** Extracted entries follows **

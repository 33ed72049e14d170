//! Dispatch processor orchestration

pub mod scheduled;
pub mod tick;

use std::{sync::Arc, time::Duration};

use missive_common::{Clock, Signal, internal};
use missive_store::BackingStore;
use serde::Deserialize;

pub use tick::TickReport;

use crate::{
    bounce::{BounceConfig, BounceHandler},
    campaign::{CampaignConfig, CampaignOrchestrator, DigestOrchestrator},
    content::ContentSource,
    error::{DeliveryError, SystemError},
    flags::{ControlFlags, SendingConfig},
    pipeline::SendPipeline,
    policy::RetryPolicy,
    queue::{EmailQueue, RetentionPolicy},
    recipient::RecipientDirectory,
    scheduler::TickScheduler,
    template::{SiteConfig, TemplateRegistry},
    tracking::{Tracker, TrackingConfig},
    transport::MailTransport,
};

const fn default_tick_interval() -> u64 {
    60
}

const fn default_scheduled_interval() -> u64 {
    10
}

const fn default_cleanup_interval() -> u64 {
    3600
}

const fn default_batch_limit() -> usize {
    50
}

const fn default_time_budget() -> u64 {
    45
}

const fn default_stuck_timeout() -> u64 {
    600
}

const fn default_scheduled_tick_limit() -> usize {
    20
}

/// Zero would make `tokio::time::interval` panic; treat it as one second.
fn every(secs: u64) -> Duration {
    Duration::from_secs(secs.max(1))
}

/// External collaborators handed to [`DispatchProcessor::init`].
#[derive(Debug, Clone)]
pub struct Collaborators {
    pub store: Arc<dyn BackingStore>,
    pub recipients: Arc<dyn RecipientDirectory>,
    pub content: Arc<dyn ContentSource>,
    pub transport: Arc<dyn MailTransport>,
    pub clock: Arc<dyn Clock>,
}

/// Wired components, built by `init`.
#[derive(Debug)]
pub(crate) struct Runtime {
    pub(crate) queue: EmailQueue,
    pub(crate) pipeline: SendPipeline,
    pub(crate) tracker: Arc<Tracker>,
    pub(crate) scheduler: TickScheduler,
    pub(crate) digests: DigestOrchestrator,
    pub(crate) campaigns: CampaignOrchestrator,
}

/// Drives the queue: dispatch ticks, scheduled continuations and retention
/// sweeps.
///
/// Deserialised from the `processor` section of the configuration, then
/// wired to its collaborators with [`DispatchProcessor::init`].
#[derive(Debug, Deserialize)]
pub struct DispatchProcessor {
    /// How often to run a dispatch tick (in seconds)
    #[serde(default = "default_tick_interval")]
    pub tick_interval_secs: u64,

    /// How often to poll for due campaign and digest continuations (in seconds)
    #[serde(default = "default_scheduled_interval")]
    pub scheduled_interval_secs: u64,

    /// How often to run the retention sweep (in seconds)
    #[serde(default = "default_cleanup_interval")]
    pub cleanup_interval_secs: u64,

    /// Maximum items fetched per dispatch tick
    #[serde(default = "default_batch_limit")]
    pub batch_limit: usize,

    /// Wall-clock budget for one dispatch tick (in seconds).
    ///
    /// No new item is claimed once the budget is spent; the rest wait for
    /// the next tick.
    #[serde(default = "default_time_budget")]
    pub time_budget_secs: u64,

    /// Processing items untouched for this long are returned to pending
    /// (in seconds)
    #[serde(default = "default_stuck_timeout")]
    pub stuck_timeout_secs: u64,

    /// Maximum scheduled continuations run per poll
    #[serde(default = "default_scheduled_tick_limit")]
    pub scheduled_tick_limit: usize,

    #[serde(default)]
    pub retry: RetryPolicy,

    #[serde(default)]
    pub retention: RetentionPolicy,

    #[serde(default)]
    pub tracking: TrackingConfig,

    #[serde(default)]
    pub sending: SendingConfig,

    #[serde(default)]
    pub campaign: CampaignConfig,

    #[serde(default)]
    pub bounces: BounceConfig,

    #[serde(default)]
    pub site: SiteConfig,

    #[serde(skip)]
    pub(crate) flags: Arc<ControlFlags>,

    #[serde(skip)]
    pub(crate) runtime: Option<Runtime>,
}

impl Default for DispatchProcessor {
    fn default() -> Self {
        Self {
            tick_interval_secs: default_tick_interval(),
            scheduled_interval_secs: default_scheduled_interval(),
            cleanup_interval_secs: default_cleanup_interval(),
            batch_limit: default_batch_limit(),
            time_budget_secs: default_time_budget(),
            stuck_timeout_secs: default_stuck_timeout(),
            scheduled_tick_limit: default_scheduled_tick_limit(),
            retry: RetryPolicy::default(),
            retention: RetentionPolicy::default(),
            tracking: TrackingConfig::default(),
            sending: SendingConfig::default(),
            campaign: CampaignConfig::default(),
            bounces: BounceConfig::default(),
            site: SiteConfig::default(),
            flags: Arc::default(),
            runtime: None,
        }
    }
}

impl DispatchProcessor {
    /// Wire the processor with the built-in templates.
    ///
    /// # Errors
    ///
    /// Returns an error if the configuration is unusable, such as tracking
    /// enabled without a secret.
    pub fn init(&mut self, collaborators: Collaborators) -> Result<(), DeliveryError> {
        let templates = TemplateRegistry::new(self.site.clone());
        self.init_with_templates(collaborators, templates)
    }

    /// Wire the processor with a caller-supplied template registry.
    ///
    /// # Errors
    ///
    /// See [`DispatchProcessor::init`].
    pub fn init_with_templates(
        &mut self,
        collaborators: Collaborators,
        templates: TemplateRegistry,
    ) -> Result<(), DeliveryError> {
        internal!("Initialising Dispatch Processor ...");

        let Collaborators {
            store,
            recipients,
            content,
            transport,
            clock,
        } = collaborators;

        self.flags = Arc::new(ControlFlags::new(&self.sending));
        let templates = Arc::new(templates);

        let queue = EmailQueue::new(
            store.clone(),
            clock.clone(),
            self.retry.clone(),
            self.flags.clone(),
        );
        let tracker = Arc::new(Tracker::new(
            self.tracking.clone(),
            store.clone(),
            clock.clone(),
        )?);
        let bounces = BounceHandler::new(store.clone(), recipients.clone(), clock.clone(), self.bounces);
        let pipeline = SendPipeline::new(
            queue.clone(),
            recipients.clone(),
            transport,
            tracker.clone(),
            bounces,
            self.sending.from_address.clone(),
        );
        let scheduler = TickScheduler::new(store, clock);
        let digests = DigestOrchestrator::new(
            queue.clone(),
            recipients.clone(),
            content,
            templates.clone(),
            scheduler.clone(),
            self.campaign,
        );
        let campaigns = CampaignOrchestrator::new(
            queue.clone(),
            recipients,
            templates,
            scheduler.clone(),
            self.campaign,
        );

        internal!(
            "Dispatch processor ready: tick={}s, batch={}, budget={}s, stuck={}s, tracking={}",
            self.tick_interval_secs,
            self.batch_limit,
            self.time_budget_secs,
            self.stuck_timeout_secs,
            tracker.is_enabled()
        );

        self.runtime = Some(Runtime {
            queue,
            pipeline,
            tracker,
            scheduler,
            digests,
            campaigns,
        });

        Ok(())
    }

    pub(crate) fn runtime(&self) -> Result<&Runtime, DeliveryError> {
        self.runtime.as_ref().ok_or_else(|| {
            SystemError::NotInitialized(
                "Dispatch processor not initialized. Call init() first.".to_string(),
            )
            .into()
        })
    }

    /// # Errors
    ///
    /// Fails before [`DispatchProcessor::init`].
    pub fn queue(&self) -> Result<&EmailQueue, DeliveryError> {
        Ok(&self.runtime()?.queue)
    }

    /// # Errors
    ///
    /// Fails before [`DispatchProcessor::init`].
    pub fn tracker(&self) -> Result<Arc<Tracker>, DeliveryError> {
        Ok(self.runtime()?.tracker.clone())
    }

    /// # Errors
    ///
    /// Fails before [`DispatchProcessor::init`].
    pub fn pipeline(&self) -> Result<&SendPipeline, DeliveryError> {
        Ok(&self.runtime()?.pipeline)
    }

    /// # Errors
    ///
    /// Fails before [`DispatchProcessor::init`].
    pub fn campaigns(&self) -> Result<&CampaignOrchestrator, DeliveryError> {
        Ok(&self.runtime()?.campaigns)
    }

    /// # Errors
    ///
    /// Fails before [`DispatchProcessor::init`].
    pub fn digests(&self) -> Result<&DigestOrchestrator, DeliveryError> {
        Ok(&self.runtime()?.digests)
    }

    #[must_use]
    pub const fn flags(&self) -> &Arc<ControlFlags> {
        &self.flags
    }

    pub(crate) fn stuck_timeout(&self) -> chrono::Duration {
        i64::try_from(self.stuck_timeout_secs)
            .ok()
            .and_then(chrono::Duration::try_seconds)
            .unwrap_or(chrono::Duration::MAX)
    }

    /// Run the dispatch loop
    ///
    /// Runs dispatch ticks, scheduled continuations and retention sweeps on
    /// their own intervals until a shutdown signal arrives. Each stage runs to
    /// completion before the next select, so shutdown never interrupts an
    /// in-flight send; the store is flushed on the way out.
    ///
    /// # Errors
    ///
    /// Returns an error if the processor was not initialised.
    #[tracing::instrument(level = "trace", skip_all)]
    pub async fn serve(
        &self,
        mut shutdown: tokio::sync::broadcast::Receiver<Signal>,
    ) -> Result<(), DeliveryError> {
        internal!("Dispatch processor starting");

        let runtime = self.runtime()?;

        if let Err(e) = runtime.digests.ensure_schedule().await {
            tracing::error!("Unable to arm digest cadences: {e}");
        }

        let mut tick_timer = tokio::time::interval(every(self.tick_interval_secs));
        let mut scheduled_timer = tokio::time::interval(every(self.scheduled_interval_secs));
        let mut cleanup_timer = tokio::time::interval(every(self.cleanup_interval_secs));

        // Skip the first tick to avoid immediate execution
        tick_timer.tick().await;
        scheduled_timer.tick().await;
        cleanup_timer.tick().await;

        loop {
            tokio::select! {
                _ = tick_timer.tick() => {
                    match self.tick().await {
                        Ok(report) if report.claimed > 0 => {
                            tracing::info!("Dispatch tick: {report:?}");
                        }
                        Ok(_) => {
                            tracing::debug!("Dispatch tick, nothing due");
                        }
                        Err(e) => {
                            tracing::error!("Error running dispatch tick: {e}");
                        }
                    }
                }
                _ = scheduled_timer.tick() => {
                    match self.run_scheduled().await {
                        Ok(count) if count > 0 => {
                            tracing::debug!("Ran {count} scheduled continuations");
                        }
                        Ok(_) => {}
                        Err(e) => {
                            tracing::error!("Error running scheduled continuations: {e}");
                        }
                    }
                }
                _ = cleanup_timer.tick() => {
                    if let Err(e) = runtime.queue.cleanup(&self.retention).await {
                        tracing::error!("Error running retention sweep: {e}");
                    }
                }
                sig = shutdown.recv() => {
                    match sig {
                        Ok(Signal::Shutdown | Signal::Finalised) => {
                            internal!("Dispatch processor received shutdown signal");
                        }
                        Err(e) => {
                            tracing::error!("Dispatch processor shutdown channel error: {e}");
                        }
                    }
                    break;
                }
            }
        }

        if let Err(e) = runtime.queue.store().flush().await {
            tracing::error!("Failed to flush store on shutdown: {e}");
        }

        internal!("Dispatch processor shutdown complete");
        Ok(())
    }
}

** End of Extracted entries **

**Exercise directions:**
Above are the records; from them, give again exactly the lines from the one containing "#[must_use]" through the one containing "let runtime = self.runtime()?;", both included.

**Result below:**
    #[must_use]
    pub const fn flags(&self) -> &Arc<ControlFlags> {
        &self.flags
    }

    pub(crate) fn stuck_timeout(&self) -> chrono::Duration {
        i64::try_from(self.stuck_timeout_secs)
            .ok()
            .and_then(chrono::Duration::try_seconds)
            .unwrap_or(chrono::Duration::MAX)
    }

    /// Run the dispatch loop
    ///
    /// Runs dispatch ticks, scheduled continuations and retention sweeps on
    /// their own intervals until a shutdown signal arrives. Each stage runs to
    /// completion before the next select, so shutdown never interrupts an
    /// in-flight send; the store is flushed on the way out.
    ///
    /// # Errors
    ///
    /// Returns an error if the processor was not initialised.
    #[tracing::instrument(level = "trace", skip_all)]
    pub async fn serve(
        &self,
        mut shutdown: tokio::sync::broadcast::Receiver<Signal>,
    ) -> Result<(), DeliveryError> {
        internal!("Dispatch processor starting");

        let runtime = self.runtime()?;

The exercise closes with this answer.